Nonostante si tratti di una viuzza molto piccola, il suo valore storico è assai rilevante in quanto si trova in un'antico snodo di passaggio tra importanti rioni di Roma che silenziosamente raccontano il corso degli eventi dal rinascimento capitolino ad oggi, attraverso piazze, piazzette, vie e vicoli pregni di vicissitudini nobiliari e popolari della Roma pontificia e di quella italiana.
L'origine del nome
La denominazione di questa stradina deriva dall'ultimo appellativo attribuito a una chiesa edificata nell'anno del Signore 1113 quando il pontefice monaco benedettino Raniero Raineri di Bleda salito sul soglio di San Pietro col nome di Pasquale II concesse la bolla "Pie Postulatio Voluntatis" ai Cavalieri Ospitalieri di San Giovanni di Gerusalemme, riconoscendone l'indipendenza, il diritto di eleggere i propri Gran Maestri e sancendo i voti di povertà, castità e obbedienza. La chiesa costruita in questo vicoletto del rione Ponte fu voluta da dom Raineri alcuni anni prima che diventasse papa, quando ricopriva l'incarico di "primicerius notariorum" (capo dei notai pontifici) e fu consacrata con una solenne messa dall'insigne prelato Leone Berardi (detto il cardinale Ostiense) il quale assegnò a questo luogo di culto il nome di "Chiesa di San Salvatore in Primicerio".

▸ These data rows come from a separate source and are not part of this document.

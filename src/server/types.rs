use serde::{Deserialize, Serialize};

#[derive(Debug, Deserialize)]
pub struct SummarizeRequest {
    #[serde(default)]
    pub email_content: Option<String>,
}

#[derive(Debug, Serialize)]
pub struct SummarizeResponse {
    pub summary: String,
}

#[derive(Debug, Deserialize)]
pub struct DraftRequest {
    #[serde(default)]
    pub summary: Option<String>,
}

#[derive(Debug, Serialize)]
pub struct DraftResponse {
    pub draft: String,
}

#[derive(Debug, Serialize)]
pub struct HealthResponse {
    pub status: &'static str,
}

#[derive(Debug, Serialize)]
pub struct ErrorResponse {
    pub error: String,
}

Con il passare dei secoli, i nomi attribuiti a questa chiesa cambiarono. Prima "San Salvatore alla Volpe" (per via del vicino vicolo della Volpe). Poi "San Salvatorello" (per distinguerla dalla più grande e vicina Chiesa di San Salvatore in Lauro. Successivamente "San Salvatore de Locereo".

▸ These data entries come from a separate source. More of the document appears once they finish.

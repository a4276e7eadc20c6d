use serde_json::{Map, Value};

/// A GraphQL execution result in the usual `{ data, errors, extensions }` shape.
///
/// This is both the payload pushed to callbacks and the inline result returned when a
/// subscription ends before producing a stream.
#[derive(Debug, Clone, Default, PartialEq, serde::Serialize, serde::Deserialize)]
pub struct Response {
    /// `None` when execution never started, `Some(Value::Null)` when it did but produced no data.
    #[serde(default, skip_serializing_if = "Option::is_none", deserialize_with = "present")]
    pub data: Option<Value>,
    #[serde(default, skip_serializing_if = "Vec::is_empty")]
    pub errors: Vec<GraphqlError>,
    #[serde(default, skip_serializing_if = "Map::is_empty")]
    pub extensions: Map<String, Value>,
}

impl Response {
    pub fn data(data: Value) -> Self {
        Response {
            data: Some(data),
            ..Default::default()
        }
    }

    pub fn from_errors(errors: impl IntoIterator<Item = GraphqlError>) -> Self {
        Response {
            errors: errors.into_iter().collect(),
            ..Default::default()
        }
    }

    pub fn error(message: impl Into<String>) -> Self {
        Self::from_errors([GraphqlError::new(message)])
    }

    pub fn is_ok(&self) -> bool {
        self.errors.is_empty()
    }
}

fn present<'de, D>(deserializer: D) -> Result<Option<Value>, D::Error>
where
    D: serde::Deserializer<'de>,
{
    <Value as serde::Deserialize>::deserialize(deserializer).map(Some)
}

#[derive(Debug, Clone, PartialEq, serde::Serialize, serde::Deserialize)]
pub struct GraphqlError {
    pub message: String,
    #[serde(default, skip_serializing_if = "Vec::is_empty")]
    pub locations: Vec<Location>,
    #[serde(default, skip_serializing_if = "Vec::is_empty")]
    pub path: Vec<Value>,
    #[serde(default, skip_serializing_if = "Map::is_empty")]
    pub extensions: Map<String, Value>,
}

impl GraphqlError {
    pub fn new(message: impl Into<String>) -> Self {
        GraphqlError {
            message: message.into(),
            locations: Vec::new(),
            path: Vec::new(),
            extensions: Map::new(),
        }
    }

    pub fn with_code(mut self, code: &str) -> Self {
        self.extensions.insert("code".to_owned(), Value::String(code.to_owned()));
        self
    }
}

#[derive(Debug, Clone, Copy, PartialEq, Eq, serde::Serialize, serde::Deserialize)]
pub struct Location {
    pub line: usize,
    pub column: usize,
}

#[cfg(test)]
mod tests {
    use serde_json::json;

    use super::*;

    #[test]
    fn serializes_in_graphql_shape() {
        let response = Response::data(json!({ "messageAdded": { "id": "1" } }));
        insta::assert_json_snapshot!(response, @r###"
        {
          "data": {
            "messageAdded": {
              "id": "1"
            }
          }
        }
        "###);

        let response = Response::from_errors([GraphqlError::new("boom").with_code("BAD_REQUEST")]);
        insta::assert_json_snapshot!(response, @r###"
        {
          "errors": [
            {
              "message": "boom",
              "extensions": {
                "code": "BAD_REQUEST"
              }
            }
          ]
        }
        "###);
        assert!(!response.is_ok());
    }

    #[test]
    fn deserializes_executor_output() {
        let response: Response = serde_json::from_value(json!({
            "data": null,
            "errors": [{ "message": "nope", "locations": [{ "line": 1, "column": 2 }], "path": ["a", 0] }]
        }))
        .unwrap();

        assert_eq!(response.data, Some(Value::Null));
        assert_eq!(response.errors[0].locations, vec![Location { line: 1, column: 2 }]);
        assert_eq!(response.errors[0].path, vec![json!("a"), json!(0)]);

        let response: Response = serde_json::from_value(json!({ "errors": [{ "message": "nope" }] })).unwrap();
        assert_eq!(response.data, None);
    }

    #[test]
    fn null_data_is_kept() {
        let response: Response = serde_json::from_value(json!({
            "data": null,
            "errors": [{ "message": "boom" }]
        }))
        .unwrap();

        insta::assert_json_snapshot!(response, @r###"
        {
          "data": null,
          "errors": [
            {
              "message": "boom"
            }
          ]
        }
        "###);
    }
}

All'inizio del diciassettesimo secolo divenne sede della "Compagnia del Santissimo Sacramento" (detta anche dei Santi Trifone e Camillo) che fino a quel momento aveva avuto sede in via della Scrofa nel rione Sant'Eustachio presso la chiesa di San Trifone in Posterula, che verrà demolita nella metà del diciottesimo secolo per far spazio all'ampliamento del convento degli Agostiniani.
Di conseguenza nell'anno 1745 il nome di "Chiesa di San Trifone" fu assegnato alla malridotta chiesetta attigua al "vicolo Stretto" che per l'occasione venne restaurata per volontà del duecentoquarantasettesimo pontefice Benedetto XIV.
Fu dunque in quell'epoca che anche l'angusta stradina prese il nome di "vicolo di San Trifone". In precedenza era conosciuto, almeno nel suo tratto tra vicolo dei Tre Archi e Via dei Coronari, come "vicolo Stretto". All'interno della chiesa era presente l'affresco (oggi trasferito al "Pio Sodalizio dei Piceni") raffigurante il Salvatore Benedicente e attribuito a Melozzo da Forlì.
La chiesa purtroppo fu sconsacrata e demolita durante il periodo del governo Mussolini per essere destinata ad uso privato. Sulla medesima area, gli spazi interni furono completamente modificati. Tuttavia, il portone d'accesso è ancora facilmente riconoscibile e richiama l'antico luogo di culto e oltre a questo portale, vi è ancora oggi ciò che rimane dell'edicola sacra che un tempo raffigurava la Madonna col Bambino e i Santi Trifone, Ninfa e Respicio. Sciaguratamente nel 2007 fu distrutta in seguito a un incendio doloso appiccato da vandali. Rimasta per anni deturpata, in tempi recenti è stata riempita da una moderna immagine stampata.